=== Data supplied ===

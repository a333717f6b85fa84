use crate::models::{DemoConfig, StatusResponse};
use landsense_classifiers::LandCoverClassifier;
use std::sync::Arc;
use std::time::Instant;

/// Shared application state
#[derive(Clone)]
pub struct DemoAppState {
    /// Demo configuration
    pub config: Arc<DemoConfig>,

    /// Classifier shared by every request
    pub classifier: Arc<LandCoverClassifier>,

    /// Server start time
    pub started_at: Instant,
}

impl DemoAppState {
    pub fn new(config: DemoConfig, classifier: Arc<LandCoverClassifier>) -> Self {
        Self {
            config: Arc::new(config),
            classifier,
            started_at: Instant::now(),
        }
    }

    /// Build state with a fresh, uninitialized classifier from the config
    pub fn from_config(config: DemoConfig) -> Self {
        let classifier = Arc::new(config.classifier.build_classifier());
        Self::new(config, classifier)
    }

    /// Snapshot for the status endpoint
    pub fn status(&self) -> StatusResponse {
        StatusResponse {
            model: self.classifier.state(),
            demo_mode: !self.classifier.is_ready(),
            labels: self.classifier.labels().to_vec(),
            uptime_secs: self.started_at.elapsed().as_secs(),
        }
    }
}
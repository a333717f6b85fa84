//! Model manifest (`model_config.json`) shipped next to the ONNX graph

use landsense_core::{Error, LabelSet, NormalizationParams, Result, INPUT_SIZE};
use serde::{Deserialize, Serialize};
use std::path::Path;

/// Describes the class order and input contract of an exported model
#[derive(Debug, Clone, PartialEq, Serialize, Deserialize)]
pub struct ModelManifest {
    /// Display name of the model
    #[serde(default)]
    pub model_name: Option<String>,

    /// Class labels in model output order
    pub classes: Vec<String>,

    /// Square input edge length the model was exported with
    #[serde(default)]
    pub input_size: Option<usize>,

    /// Per-channel normalization mean
    #[serde(default)]
    pub mean: Option<[f32; 3]>,

    /// Per-channel normalization standard deviation
    #[serde(default)]
    pub std: Option<[f32; 3]>,
}

impl ModelManifest {
    /// Parse a manifest from JSON text
    pub fn from_json(json: &str) -> Result<Self> {
        serde_json::from_str(json)
            .map_err(|e| Error::load(format!("Failed to parse model manifest: {}", e)))
    }

    /// Read a manifest from disk
    pub fn from_file(path: impl AsRef<Path>) -> Result<Self> {
        let path = path.as_ref();
        let json = std::fs::read_to_string(path).map_err(|e| {
            Error::load(format!(
                "Failed to read model manifest {}: {}",
                path.display(),
                e
            ))
        })?;
        Self::from_json(&json)
    }

    /// Check the manifest against the fixed preprocessing contract
    pub fn validate(&self) -> Result<()> {
        if let Some(size) = self.input_size {
            if size != INPUT_SIZE {
                return Err(Error::config(format!(
                    "model expects {}x{} input, preprocessing produces {}x{}",
                    size, size, INPUT_SIZE, INPUT_SIZE
                )));
            }
        }

        let imagenet = NormalizationParams::IMAGENET;
        if let Some(mean) = self.mean {
            if !approx_eq(&mean, &imagenet.mean()) {
                return Err(Error::config(format!(
                    "model normalization mean {:?} differs from {:?}",
                    mean,
                    imagenet.mean()
                )));
            }
        }
        if let Some(std) = self.std {
            if !approx_eq(&std, &imagenet.std()) {
                return Err(Error::config(format!(
                    "model normalization std {:?} differs from {:?}",
                    std,
                    imagenet.std()
                )));
            }
        }

        Ok(())
    }

    /// Validated label set in model output order
    pub fn labels(&self) -> Result<LabelSet> {
        self.validate()?;
        LabelSet::new(self.classes.iter().map(String::as_str))
    }
}

fn approx_eq(a: &[f32; 3], b: &[f32; 3]) -> bool {
    a.iter().zip(b).all(|(x, y)| (x - y).abs() < 1e-4)
}
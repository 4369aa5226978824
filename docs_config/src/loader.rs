//! Builder that gathers layers from files, code and the environment.

use std::path::PathBuf;

use crate::{
    ConfigLayer, ConfigStore, DocsResult, LayerComposer,
    env::{DEFAULT_ENV_PREFIX, environment_layer},
    file::load_layer_file,
    resolve,
};

/// Builder describing where a documentation build's layers come from.
///
/// Layers are composed in a fixed order: the base file chain, each override
/// file chain in the order added, inline layers in the order added, then the
/// environment.
///
/// # Examples
///
/// ```rust,no_run
/// use docs_config::LayerLoader;
///
/// # fn run() -> docs_config::DocsResult<()> {
/// let store = LayerLoader::new()
///     .base_file("docs/conf/base.toml")
///     .override_file("docs/conf/oslo.toml")
///     .load()?;
/// let settings = store.validated_settings()?;
/// println!("{} {}", settings.project, settings.release);
/// # Ok(())
/// # }
/// ```
#[derive(Debug, Clone)]
pub struct LayerLoader {
    base: Option<PathBuf>,
    overrides: Vec<PathBuf>,
    inline: Vec<ConfigLayer>,
    env_prefix: Option<String>,
}

impl Default for LayerLoader {
    fn default() -> Self {
        Self::new()
    }
}

impl LayerLoader {
    /// Creates a loader that reads the environment with [`DEFAULT_ENV_PREFIX`].
    #[must_use]
    pub fn new() -> Self {
        Self {
            base: None,
            overrides: Vec::new(),
            inline: Vec::new(),
            env_prefix: Some(String::from(DEFAULT_ENV_PREFIX)),
        }
    }

    /// Sets the base layer file.
    #[must_use]
    pub fn base_file(mut self, path: impl Into<PathBuf>) -> Self {
        self.base = Some(path.into());
        self
    }

    /// Appends an override layer file, applied after those already added.
    #[must_use]
    pub fn override_file(mut self, path: impl Into<PathBuf>) -> Self {
        self.overrides.push(path.into());
        self
    }

    /// Appends a layer assembled in code.
    #[must_use]
    pub fn layer(mut self, layer: ConfigLayer) -> Self {
        self.inline.push(layer);
        self
    }

    /// Replaces the environment variable prefix.
    #[must_use]
    pub fn env_prefix(mut self, prefix: impl Into<String>) -> Self {
        self.env_prefix = Some(prefix.into());
        self
    }

    /// Skips the environment layer entirely.
    #[must_use]
    pub fn without_environment(mut self) -> Self {
        self.env_prefix = None;
        self
    }

    /// Gather every configured layer in application order.
    ///
    /// # Errors
    ///
    /// Returns the first file or environment error encountered.
    pub fn compose(&self) -> DocsResult<LayerComposer> {
        let mut composer = LayerComposer::with_capacity(self.overrides.len() + 2);
        for path in self.base.iter().chain(&self.overrides) {
            composer.extend(load_layer_file(path)?);
        }
        composer.extend(self.inline.iter().cloned());
        if let Some(prefix) = self.env_prefix.as_deref()
            && let Some(layer) = environment_layer(prefix)?
        {
            composer.push_layer(layer);
        }
        Ok(composer)
    }

    /// Compose and resolve the configured layers.
    ///
    /// # Errors
    ///
    /// Returns any error from [`Self::compose`] or [`crate::resolve`],
    /// including [`crate::DocsError::EmptyLayers`] when nothing was
    /// configured and the environment is empty.
    pub fn load(&self) -> DocsResult<ConfigStore> {
        resolve(self.compose()?)
    }
}
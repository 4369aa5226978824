//! Filesystem path helpers used while following `extends` references.

use crate::{DocsError, DocsResult};

use std::path::{Path, PathBuf};

use super::error::{file_error, invalid_input, not_found};

/// Canonicalise `p`, resolving symlinks into an absolute path.
///
/// On Windows [`dunce`](https://docs.rs/dunce/latest/dunce/) is used so
/// diagnostics do not carry UNC prefixes.
///
/// # Errors
///
/// Returns a [`DocsError::File`] if canonicalisation fails.
pub fn canonicalise(p: &Path) -> DocsResult<PathBuf> {
    #[cfg(windows)]
    {
        dunce::canonicalize(p).map_err(|e| file_error(p, e))
    }
    #[cfg(not(windows))]
    {
        std::fs::canonicalize(p).map_err(|e| file_error(p, e))
    }
}

/// Normalise a canonical path for cycle detection on case-insensitive
/// filesystems. Case-sensitive platforms get the path back unchanged.
pub(super) fn normalise_cycle_key(path: &Path) -> PathBuf {
    #[cfg(any(windows, target_os = "macos"))]
    {
        path.to_str()
            .map_or_else(|| path.to_path_buf(), |text| PathBuf::from(text.to_ascii_lowercase()))
    }

    #[cfg(not(any(windows, target_os = "macos")))]
    {
        path.to_path_buf()
    }
}

/// Resolve an `extends` path relative to the directory of `current_path`
/// and canonicalise it.
///
/// # Errors
///
/// Returns a [`DocsError::File`] when `current_path` has no parent, and a
/// not-found error naming both files when the parent file is missing.
pub(super) fn resolve_base_path(current_path: &Path, base: PathBuf) -> DocsResult<PathBuf> {
    let parent = current_path.parent().ok_or_else(|| {
        invalid_input(
            current_path,
            "cannot determine parent directory of layer file when resolving 'extends'",
        )
    })?;
    let resolved_base = if base.is_absolute() {
        base
    } else {
        canonicalise(parent)?.join(base)
    };
    match canonicalise(&resolved_base) {
        Ok(path) => Ok(path),
        Err(err) => {
            let DocsError::File { source, .. } = err.as_ref() else {
                return Err(err);
            };
            let is_missing = source
                .downcast_ref::<std::io::Error>()
                .is_some_and(|io_err| io_err.kind() == std::io::ErrorKind::NotFound);
            if !is_missing {
                return Err(err);
            }
            Err(not_found(
                &resolved_base,
                format!(
                    "extended layer file '{}' does not exist (referenced from '{}')",
                    resolved_base.display(),
                    current_path.display()
                ),
            ))
        }
    }
}
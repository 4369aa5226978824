//! Parsing of the `extends` key.

use serde_json::Value;

use std::path::{Path, PathBuf};

use crate::{DocsResult, layer::json_type_name};

use super::error::invalid_data;

/// Key naming the parent of a layer file.
pub(super) const EXTENDS_KEY: &str = "extends";

/// Validate and extract the `extends` value from a parsed layer.
///
/// Returns `Ok(None)` when the layer is not a mapping or has no `extends`
/// key. Empty strings and non-string values are rejected.
pub(super) fn get_extends(layer: &Value, current_path: &Path) -> DocsResult<Option<PathBuf>> {
    let Some(declared) = layer.get(EXTENDS_KEY) else {
        return Ok(None);
    };
    let base = declared.as_str().ok_or_else(|| {
        invalid_data(
            current_path,
            format!(
                "'extends' key must be a string, but found type: {}",
                json_type_name(declared)
            ),
        )
    })?;
    if base.is_empty() {
        return Err(invalid_data(
            current_path,
            "'extends' key must be a non-empty string",
        ));
    }
    Ok(Some(PathBuf::from(base)))
}

/// Remove the `extends` key so it does not surface as a setting.
pub(super) fn strip_extends_key(layer: &mut Value) {
    if let Value::Object(map) = layer {
        map.remove(EXTENDS_KEY);
    }
}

===

- **Instructions for the task**: Transcribe, with no changes, the listing above from its first line through the line with "Server start time", including that line, and stop once it is done.

- **Response to the exercise**:
repository a333717f6b85fa84
use crate::models::{DemoConfig, StatusResponse};
use landsense_classifiers::LandCoverClassifier;
use std::sync::Arc;
use std::time::Instant;

/// Shared application state
#[derive(Clone)]
pub struct DemoAppState {
    /// Demo configuration
    pub config: Arc<DemoConfig>,

    /// Classifier shared by every request
    pub classifier: Arc<LandCoverClassifier>,

    /// Server start time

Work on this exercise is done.